(Saved data entries)
◇ ◇ ◇ ◇ ◇

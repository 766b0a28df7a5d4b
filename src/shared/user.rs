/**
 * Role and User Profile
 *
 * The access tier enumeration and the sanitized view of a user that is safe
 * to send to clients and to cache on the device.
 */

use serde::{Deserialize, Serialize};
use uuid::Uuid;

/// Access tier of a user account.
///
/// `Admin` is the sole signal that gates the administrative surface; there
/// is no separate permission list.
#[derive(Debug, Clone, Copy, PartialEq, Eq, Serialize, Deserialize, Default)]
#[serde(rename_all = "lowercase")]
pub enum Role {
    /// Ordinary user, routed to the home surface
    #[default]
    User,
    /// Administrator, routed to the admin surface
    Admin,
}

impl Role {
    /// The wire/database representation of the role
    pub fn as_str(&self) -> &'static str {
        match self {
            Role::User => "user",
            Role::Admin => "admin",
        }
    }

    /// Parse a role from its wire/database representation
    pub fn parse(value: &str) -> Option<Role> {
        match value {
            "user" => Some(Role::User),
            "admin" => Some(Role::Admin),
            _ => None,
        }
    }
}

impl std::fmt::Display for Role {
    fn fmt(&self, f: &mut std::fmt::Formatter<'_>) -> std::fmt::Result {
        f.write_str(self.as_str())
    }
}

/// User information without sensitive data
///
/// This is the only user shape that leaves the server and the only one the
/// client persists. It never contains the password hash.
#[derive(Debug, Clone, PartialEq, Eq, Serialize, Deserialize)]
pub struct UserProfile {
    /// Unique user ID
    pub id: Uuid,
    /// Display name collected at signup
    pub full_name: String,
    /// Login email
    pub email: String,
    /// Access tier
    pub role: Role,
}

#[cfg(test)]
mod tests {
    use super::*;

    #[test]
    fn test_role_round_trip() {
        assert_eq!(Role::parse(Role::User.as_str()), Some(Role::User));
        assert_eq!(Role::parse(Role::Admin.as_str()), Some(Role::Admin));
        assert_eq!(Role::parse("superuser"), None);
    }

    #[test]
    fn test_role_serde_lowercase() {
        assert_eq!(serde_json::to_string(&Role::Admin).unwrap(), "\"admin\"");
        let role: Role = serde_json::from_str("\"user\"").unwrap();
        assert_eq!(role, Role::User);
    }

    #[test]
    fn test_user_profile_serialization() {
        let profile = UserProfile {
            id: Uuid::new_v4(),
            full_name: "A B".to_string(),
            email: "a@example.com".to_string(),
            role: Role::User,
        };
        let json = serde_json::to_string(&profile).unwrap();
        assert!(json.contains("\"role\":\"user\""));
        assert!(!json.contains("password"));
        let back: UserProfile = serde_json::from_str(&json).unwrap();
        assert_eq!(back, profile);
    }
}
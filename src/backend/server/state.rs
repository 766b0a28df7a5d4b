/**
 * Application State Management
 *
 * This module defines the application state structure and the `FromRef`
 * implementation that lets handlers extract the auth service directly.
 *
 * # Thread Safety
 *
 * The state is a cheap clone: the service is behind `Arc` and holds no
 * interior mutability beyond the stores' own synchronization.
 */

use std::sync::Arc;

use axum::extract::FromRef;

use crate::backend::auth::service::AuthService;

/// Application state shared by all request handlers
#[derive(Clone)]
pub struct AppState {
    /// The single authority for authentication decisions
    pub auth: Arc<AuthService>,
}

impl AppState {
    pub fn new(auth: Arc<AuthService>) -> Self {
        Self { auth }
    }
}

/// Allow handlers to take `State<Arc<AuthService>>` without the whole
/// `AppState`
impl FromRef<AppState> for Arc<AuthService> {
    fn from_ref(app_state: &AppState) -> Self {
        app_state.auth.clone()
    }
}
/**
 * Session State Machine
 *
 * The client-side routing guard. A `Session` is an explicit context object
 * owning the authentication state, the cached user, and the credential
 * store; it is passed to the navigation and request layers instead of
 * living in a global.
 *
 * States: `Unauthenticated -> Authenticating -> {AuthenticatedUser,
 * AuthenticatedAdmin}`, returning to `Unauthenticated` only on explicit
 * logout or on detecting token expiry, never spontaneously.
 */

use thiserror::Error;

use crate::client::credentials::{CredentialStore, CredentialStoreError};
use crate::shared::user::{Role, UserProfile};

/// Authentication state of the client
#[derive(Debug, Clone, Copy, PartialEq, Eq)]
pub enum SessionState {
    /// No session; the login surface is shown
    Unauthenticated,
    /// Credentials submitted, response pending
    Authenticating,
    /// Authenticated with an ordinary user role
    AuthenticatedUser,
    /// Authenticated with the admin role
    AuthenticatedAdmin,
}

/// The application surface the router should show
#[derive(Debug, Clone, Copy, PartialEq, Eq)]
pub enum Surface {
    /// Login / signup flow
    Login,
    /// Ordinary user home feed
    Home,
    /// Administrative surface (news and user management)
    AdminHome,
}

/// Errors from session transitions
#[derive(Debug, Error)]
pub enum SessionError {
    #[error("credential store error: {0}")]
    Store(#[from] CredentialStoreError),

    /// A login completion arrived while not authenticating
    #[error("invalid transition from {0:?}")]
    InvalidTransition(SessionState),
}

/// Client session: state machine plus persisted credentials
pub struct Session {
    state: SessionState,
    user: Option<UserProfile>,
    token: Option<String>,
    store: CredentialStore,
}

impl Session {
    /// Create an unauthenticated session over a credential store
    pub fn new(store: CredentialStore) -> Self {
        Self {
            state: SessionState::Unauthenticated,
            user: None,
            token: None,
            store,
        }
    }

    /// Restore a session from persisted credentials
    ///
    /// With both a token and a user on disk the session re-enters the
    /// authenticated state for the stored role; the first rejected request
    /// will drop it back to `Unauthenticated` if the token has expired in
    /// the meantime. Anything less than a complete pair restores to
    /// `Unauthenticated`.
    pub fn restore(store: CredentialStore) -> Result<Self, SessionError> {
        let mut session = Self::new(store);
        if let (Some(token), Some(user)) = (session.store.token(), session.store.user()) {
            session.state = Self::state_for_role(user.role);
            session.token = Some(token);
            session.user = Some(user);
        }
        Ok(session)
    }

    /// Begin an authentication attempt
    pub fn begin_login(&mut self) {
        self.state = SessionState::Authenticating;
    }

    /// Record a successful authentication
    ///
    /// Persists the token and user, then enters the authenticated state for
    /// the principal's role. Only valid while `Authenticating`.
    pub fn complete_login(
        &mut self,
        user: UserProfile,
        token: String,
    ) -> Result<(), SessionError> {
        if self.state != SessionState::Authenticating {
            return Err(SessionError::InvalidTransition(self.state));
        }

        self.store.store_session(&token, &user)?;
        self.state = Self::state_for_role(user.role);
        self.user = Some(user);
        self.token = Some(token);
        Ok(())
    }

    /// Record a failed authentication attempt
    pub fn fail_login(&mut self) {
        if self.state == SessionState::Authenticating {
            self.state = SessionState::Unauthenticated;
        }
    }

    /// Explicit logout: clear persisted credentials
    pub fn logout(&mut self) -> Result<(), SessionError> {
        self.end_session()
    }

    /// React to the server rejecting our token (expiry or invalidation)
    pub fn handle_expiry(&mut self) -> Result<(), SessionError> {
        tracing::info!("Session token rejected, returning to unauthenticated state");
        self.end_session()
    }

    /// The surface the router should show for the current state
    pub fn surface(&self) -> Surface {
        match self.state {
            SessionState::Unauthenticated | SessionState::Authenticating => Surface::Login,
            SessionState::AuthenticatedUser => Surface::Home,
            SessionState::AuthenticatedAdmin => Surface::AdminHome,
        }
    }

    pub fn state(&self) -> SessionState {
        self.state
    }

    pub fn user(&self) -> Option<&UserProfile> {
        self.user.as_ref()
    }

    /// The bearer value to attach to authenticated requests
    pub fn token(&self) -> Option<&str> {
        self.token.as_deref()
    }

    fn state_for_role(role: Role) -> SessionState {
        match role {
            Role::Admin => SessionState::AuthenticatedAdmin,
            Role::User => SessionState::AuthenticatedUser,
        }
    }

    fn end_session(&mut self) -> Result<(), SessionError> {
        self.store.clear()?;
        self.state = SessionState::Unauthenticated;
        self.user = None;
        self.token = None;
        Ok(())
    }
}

◇ ◇ ◇ ◇ ◇

(EXERCISE) Pull out each line of the entries that contains "Option".

(TASK RESULT)
    pub fn parse(value: &str) -> Option<Role> {
    user: Option<UserProfile>,
    token: Option<String>,
    pub fn user(&self) -> Option<&UserProfile> {
    pub fn token(&self) -> Option<&str> {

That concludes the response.